Our Guests

Masoud Kimiai

In 1968 his revenge drama “Qaysar” depicted the working class for the first time in a cinematically appealing form. At the age of 27 Kimiai became the shooting star of Iranian cinema, which he shaped for more than two decades. Films such as “Reza motori” (1970) and “Dash akol” (1971) feature a dynamic, modern camera, while at the same time emphasizing the traditional values of the lower middle class: honor, loyalty, friendship and revenge.

Films: The Deer (Gavaznha)
 ENThe Red Line (Khateh Ghermez)

Picture: Satyar Emami

Maryam Zandi

After her first early photo prizes, Zandi worked for twelve years for state television and photographed the events of the revolution. In 1982 she published “Turkmen & Desert”, and in 1989 she continued her long-term project “Portraits” (photographs of Iranian creative artists). Her calendars published together with Ebrahim Haghighi had an immense influence on the spread of photography in Iran. In 2010 she received the “Sheed Award”, which was bestowed on her again in 2014 for her latest publication “1979 Revolution”.

Film: Fading Portraits (Didan va boodan)

An exhibition of Maryam Zandi can be seen in the Filmforum from 28.11.-1.12.2019.

Andreas Hoessli

The Swiss documentary film director and author Andreas Hoessli studied sociology and economic and social history in Zurich and Paris. He went to Warsaw in 1980 to study for his dissertation. He then worked as a correspondent for Eastern Europe and has been filming reportages and documentaries for television and cinema since 1987.

Film: The Naked King – 18 Fragments about Revolution

Nader Takmil Homayoun

After studying literature in Iran, Homayoun worked there as a journalist, film critic and translator. From 1993 to 1997 he studied cinematography in France and has since made documentaries and feature films, alternating between the two: “Iran, a Cinematic Revolution” has been shown at numerous festivals, including Toronto, Istanbul, São Paulo and Los Angeles. His feature film debut “Tehran” (“Tehroun”) won the 2009 Critics’ Week Award at the Venice Film Festival. His television films “Under the Carpet” (2016) and “Golden Wedding with Handicap” (2019) were shown on Arte.

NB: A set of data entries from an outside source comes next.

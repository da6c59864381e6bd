use async_trait::async_trait;
use chrono::{DateTime, Utc};
use sqlx::{postgres::PgPoolOptions, FromRow, PgPool};

use super::{Store, StoreError};
use crate::models::{
    EmploymentType, Experience, ExperienceInput, LocationType, NewUser, Page, Skill, User,
    UserSummary,
};

const USER_COLUMNS: &str =
    "id, email, username, password_hash, is_verified, created_at, updated_at";

const EXPERIENCE_COLUMNS: &str = "id, user_id, company_name, occupation, location_name, \
     location_type, employment_type, start_date, end_date, is_current, description";

#[derive(Clone)]
pub struct PgStore {
    pool: PgPool,
}

impl PgStore {
    pub fn new(pool: PgPool) -> Self {
        Self { pool }
    }

    /// Opens a pool and applies the bundled migrations.
    pub async fn connect(database_url: &str, max_connections: u32) -> Result<Self, StoreError> {
        let pool = PgPoolOptions::new()
            .max_connections(max_connections)
            .connect(database_url)
            .await?;
        log::info!("PostgreSQL connection established");

        sqlx::migrate!()
            .run(&pool)
            .await
            .map_err(|e| StoreError::Database(format!("Failed to apply migrations: {}", e)))?;
        log::info!("PostgreSQL migrations applied");

        Ok(Self::new(pool))
    }
}

#[derive(FromRow)]
struct ExperienceRow {
    id: i64,
    user_id: i64,
    company_name: String,
    occupation: String,
    location_name: Option<String>,
    location_type: String,
    employment_type: String,
    start_date: DateTime<Utc>,
    end_date: Option<DateTime<Utc>>,
    is_current: bool,
    description: String,
}

impl TryFrom<ExperienceRow> for Experience {
    type Error = StoreError;

    fn try_from(row: ExperienceRow) -> Result<Self, Self::Error> {
        let location_type: LocationType = row
            .location_type
            .parse()
            .map_err(|e| StoreError::Database(format!("experience.location_type: {}", e)))?;
        let employment_type: EmploymentType = row
            .employment_type
            .parse()
            .map_err(|e| StoreError::Database(format!("experience.employment_type: {}", e)))?;

        Ok(Experience {
            id: row.id,
            user_id: row.user_id,
            company_name: row.company_name,
            occupation: row.occupation,
            location_name: row.location_name,
            location_type,
            employment_type,
            start_date: row.start_date,
            end_date: row.end_date,
            is_current: row.is_current,
            description: row.description,
        })
    }
}

fn like_pattern(query: &str) -> String {
    let escaped = query
        .replace('\\', "\\\\")
        .replace('%', "\\%")
        .replace('_', "\\_");
    format!("%{}%", escaped)
}

#[async_trait]
impl Store for PgStore {
    async fn create_user(&self, new_user: NewUser) -> Result<User, StoreError> {
        let sql = format!(
            "INSERT INTO users (email, username, password_hash) VALUES ($1, $2, $3) RETURNING {}",
            USER_COLUMNS
        );
        let user = sqlx::query_as::<_, User>(&sql)
            .bind(&new_user.email)
            .bind(&new_user.username)
            .bind(&new_user.password_hash)
            .fetch_one(&self.pool)
            .await?;
        Ok(user)
    }

    async fn delete_unverified_user(&self, email: &str) -> Result<u64, StoreError> {
        let result = sqlx::query("DELETE FROM users WHERE email = $1 AND is_verified = FALSE")
            .bind(email)
            .execute(&self.pool)
            .await?;
        Ok(result.rows_affected())
    }

    async fn find_user_by_id(&self, id: i64) -> Result<Option<User>, StoreError> {
        let sql = format!("SELECT {} FROM users WHERE id = $1", USER_COLUMNS);
        Ok(sqlx::query_as::<_, User>(&sql)
            .bind(id)
            .fetch_optional(&self.pool)
            .await?)
    }

    async fn find_user_by_email(&self, email: &str) -> Result<Option<User>, StoreError> {
        let sql = format!("SELECT {} FROM users WHERE email = $1", USER_COLUMNS);
        Ok(sqlx::query_as::<_, User>(&sql)
            .bind(email)
            .fetch_optional(&self.pool)
            .await?)
    }

    async fn find_user_by_username(&self, username: &str) -> Result<Option<User>, StoreError> {
        let sql = format!("SELECT {} FROM users WHERE username = $1", USER_COLUMNS);
        Ok(sqlx::query_as::<_, User>(&sql)
            .bind(username)
            .fetch_optional(&self.pool)
            .await?)
    }

    async fn find_user_by_login(&self, login: &str) -> Result<Option<User>, StoreError> {
        let sql = format!(
            "SELECT {} FROM users WHERE email = LOWER($1) OR username = $1 LIMIT 1",
            USER_COLUMNS
        );
        Ok(sqlx::query_as::<_, User>(&sql)
            .bind(login)
            .fetch_optional(&self.pool)
            .await?)
    }

    async fn mark_user_verified(&self, id: i64) -> Result<Option<User>, StoreError> {
        let sql = format!(
            "UPDATE users SET is_verified = TRUE, updated_at = NOW() WHERE id = $1 RETURNING {}",
            USER_COLUMNS
        );
        Ok(sqlx::query_as::<_, User>(&sql)
            .bind(id)
            .fetch_optional(&self.pool)
            .await?)
    }

    async fn update_password(&self, id: i64, password_hash: &str) -> Result<bool, StoreError> {
        let result =
            sqlx::query("UPDATE users SET password_hash = $1, updated_at = NOW() WHERE id = $2")
                .bind(password_hash)
                .bind(id)
                .execute(&self.pool)
                .await?;
        Ok(result.rows_affected() == 1)
    }

    async fn delete_user(&self, id: i64) -> Result<bool, StoreError> {
        let result = sqlx::query("DELETE FROM users WHERE id = $1")
            .bind(id)
            .execute(&self.pool)
            .await?;
        Ok(result.rows_affected() == 1)
    }

    async fn follow(&self, follower_id: i64, followed_id: i64) -> Result<bool, StoreError> {
        let result = sqlx::query(
            "INSERT INTO follows (follower_id, followed_id) VALUES ($1, $2) ON CONFLICT DO NOTHING",
        )
        .bind(follower_id)
        .bind(followed_id)
        .execute(&self.pool)
        .await?;
        Ok(result.rows_affected() == 1)
    }

    async fn unfollow(&self, follower_id: i64, followed_id: i64) -> Result<bool, StoreError> {
        let result = sqlx::query("DELETE FROM follows WHERE follower_id = $1 AND followed_id = $2")
            .bind(follower_id)
            .bind(followed_id)
            .execute(&self.pool)
            .await?;
        Ok(result.rows_affected() == 1)
    }

    async fn is_following(&self, follower_id: i64, followed_id: i64) -> Result<bool, StoreError> {
        let (exists,): (bool,) = sqlx::query_as(
            "SELECT EXISTS (SELECT 1 FROM follows WHERE follower_id = $1 AND followed_id = $2)",
        )
        .bind(follower_id)
        .bind(followed_id)
        .fetch_one(&self.pool)
        .await?;
        Ok(exists)
    }

    async fn follower_count(&self, user_id: i64) -> Result<i64, StoreError> {
        let (count,): (i64,) = sqlx::query_as("SELECT COUNT(*) FROM follows WHERE followed_id = $1")
            .bind(user_id)
            .fetch_one(&self.pool)
            .await?;
        Ok(count)
    }

    async fn following_count(&self, user_id: i64) -> Result<i64, StoreError> {
        let (count,): (i64,) = sqlx::query_as("SELECT COUNT(*) FROM follows WHERE follower_id = $1")
            .bind(user_id)
            .fetch_one(&self.pool)
            .await?;
        Ok(count)
    }

    async fn followers(&self, user_id: i64, page: Page) -> Result<Vec<UserSummary>, StoreError> {
        Ok(sqlx::query_as::<_, UserSummary>(
            "SELECT u.id, u.username FROM follows f \
             JOIN users u ON u.id = f.follower_id \
             WHERE f.followed_id = $1 \
             ORDER BY f.created_at DESC, u.id DESC \
             LIMIT $2 OFFSET $3",
        )
        .bind(user_id)
        .bind(page.limit())
        .bind(page.offset())
        .fetch_all(&self.pool)
        .await?)
    }

    async fn following(&self, user_id: i64, page: Page) -> Result<Vec<UserSummary>, StoreError> {
        Ok(sqlx::query_as::<_, UserSummary>(
            "SELECT u.id, u.username FROM follows f \
             JOIN users u ON u.id = f.followed_id \
             WHERE f.follower_id = $1 \
             ORDER BY f.created_at DESC, u.id DESC \
             LIMIT $2 OFFSET $3",
        )
        .bind(user_id)
        .bind(page.limit())
        .bind(page.offset())
        .fetch_all(&self.pool)
        .await?)
    }

    async fn create_experience(
        &self,
        user_id: i64,
        input: &ExperienceInput,
    ) -> Result<Experience, StoreError> {
        let sql = format!(
            "INSERT INTO experience (user_id, company_name, occupation, location_name, \
             location_type, employment_type, start_date, end_date, is_current, description) \
             VALUES ($1, $2, $3, $4, $5, $6, $7, $8, $9, $10) RETURNING {}",
            EXPERIENCE_COLUMNS
        );
        let row = sqlx::query_as::<_, ExperienceRow>(&sql)
            .bind(user_id)
            .bind(&input.company_name)
            .bind(&input.occupation)
            .bind(&input.location_name)
            .bind(input.location_type.as_str())
            .bind(input.employment_type.as_str())
            .bind(input.start_date)
            .bind(input.end_date)
            .bind(input.is_current)
            .bind(&input.description)
            .fetch_one(&self.pool)
            .await?;
        row.try_into()
    }

    async fn update_experience(
        &self,
        id: i64,
        user_id: i64,
        input: &ExperienceInput,
    ) -> Result<Option<Experience>, StoreError> {
        let sql = format!(
            "UPDATE experience SET company_name = $3, occupation = $4, location_name = $5, \
             location_type = $6, employment_type = $7, start_date = $8, end_date = $9, \
             is_current = $10, description = $11 \
             WHERE id = $1 AND user_id = $2 RETURNING {}",
            EXPERIENCE_COLUMNS
        );
        let row = sqlx::query_as::<_, ExperienceRow>(&sql)
            .bind(id)
            .bind(user_id)
            .bind(&input.company_name)
            .bind(&input.occupation)
            .bind(&input.location_name)
            .bind(input.location_type.as_str())
            .bind(input.employment_type.as_str())
            .bind(input.start_date)
            .bind(input.end_date)
            .bind(input.is_current)
            .bind(&input.description)
            .fetch_optional(&self.pool)
            .await?;
        row.map(Experience::try_from).transpose()
    }

    async fn delete_experience(&self, id: i64, user_id: i64) -> Result<bool, StoreError> {
        let result = sqlx::query("DELETE FROM experience WHERE id = $1 AND user_id = $2")
            .bind(id)
            .bind(user_id)
            .execute(&self.pool)
            .await?;
        Ok(result.rows_affected() == 1)
    }

    async fn experiences_for_user(&self, user_id: i64) -> Result<Vec<Experience>, StoreError> {
        let sql = format!(
            "SELECT {} FROM experience WHERE user_id = $1 ORDER BY start_date DESC, id DESC",
            EXPERIENCE_COLUMNS
        );
        sqlx::query_as::<_, ExperienceRow>(&sql)
            .bind(user_id)
            .fetch_all(&self.pool)
            .await?
            .into_iter()
            .map(Experience::try_from)
            .collect()
    }

    async fn search_skills(
        &self,
        query: Option<&str>,
        limit: i64,
    ) -> Result<Vec<Skill>, StoreError> {
        let pattern = query.map(like_pattern);
        Ok(sqlx::query_as::<_, Skill>(
            "SELECT id, name FROM skills \
             WHERE ($1::TEXT IS NULL OR name ILIKE $1) \
             ORDER BY name LIMIT $2",
        )
        .bind(pattern)
        .bind(limit)
        .fetch_all(&self.pool)
        .await?)
    }

    async fn user_skills(&self, user_id: i64) -> Result<Vec<Skill>, StoreError> {
        Ok(sqlx::query_as::<_, Skill>(
            "SELECT s.id, s.name FROM skills s \
             JOIN user_skills us ON us.skill_id = s.id \
             WHERE us.user_id = $1 ORDER BY s.name",
        )
        .bind(user_id)
        .fetch_all(&self.pool)
        .await?)
    }

    async fn replace_user_skills(
        &self,
        user_id: i64,
        skill_ids: &[i64],
    ) -> Result<Vec<Skill>, StoreError> {
        let mut tx = self.pool.begin().await?;

        let known: Vec<(i64,)> = sqlx::query_as("SELECT id FROM skills WHERE id = ANY($1)")
            .bind(skill_ids)
            .fetch_all(&mut *tx)
            .await?;
        if let Some(unknown) = skill_ids
            .iter()
            .find(|id| !known.iter().any(|(known_id,)| known_id == *id))
        {
            return Err(StoreError::UnknownSkill(*unknown));
        }

        sqlx::query("DELETE FROM user_skills WHERE user_id = $1")
            .bind(user_id)
            .execute(&mut *tx)
            .await?;

        if !skill_ids.is_empty() {
            sqlx::query(
                "INSERT INTO user_skills (user_id, skill_id) \
                 SELECT $1, UNNEST($2::BIGINT[]) ON CONFLICT DO NOTHING",
            )
            .bind(user_id)
            .bind(skill_ids)
            .execute(&mut *tx)
            .await?;
        }

        tx.commit().await?;
        self.user_skills(user_id).await
    }
}

#[cfg(test)]
mod tests {
    use super::*;

    #[test]
    fn test_like_pattern_escapes_wildcards() {
        assert_eq!(like_pattern("rust"), "%rust%");
        assert_eq!(like_pattern("100%"), "%100\\%%");
        assert_eq!(like_pattern("a_b"), "%a\\_b%");
    }
}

Film: Iran: A Cinematographic Revolution

Robert Safarian

The son of Armenian parents studied cinematography and literature. He translated standard film works, wrote as a film critic for important publications and filmed the documentaries “Inversion” (“Varoonegi”, 2006) on air pollution, “Teheran in Photographs” (“Teheran dar Aks”, 2008) and “Between Two Migrations” (“Dar faseleyeh do Kooch”, 2013 – a portrait of the Armenian-Iranian poet Azad Matian).

Film: Conversation with Revolution (Goftegoo ba Enghelab), in addition film conversations after the following films: The School We Went To (Hayate Poshti Madreseye Adl-e-Afagh)The Cow (Gaav)

Reza Farzad

Mohammadreza Farzad (*1978) is one of the most distinguished Iranian documentary filmmakers; his films have been shown at the Berlinale several times. In an intensive editing process, Farzad deals with the effect and after-effect of cinematic images. He subjects short scenes, marginal figures, seemingly trivial things, family videos, and archive material to precise questioning, thereby revealing something new and surprising.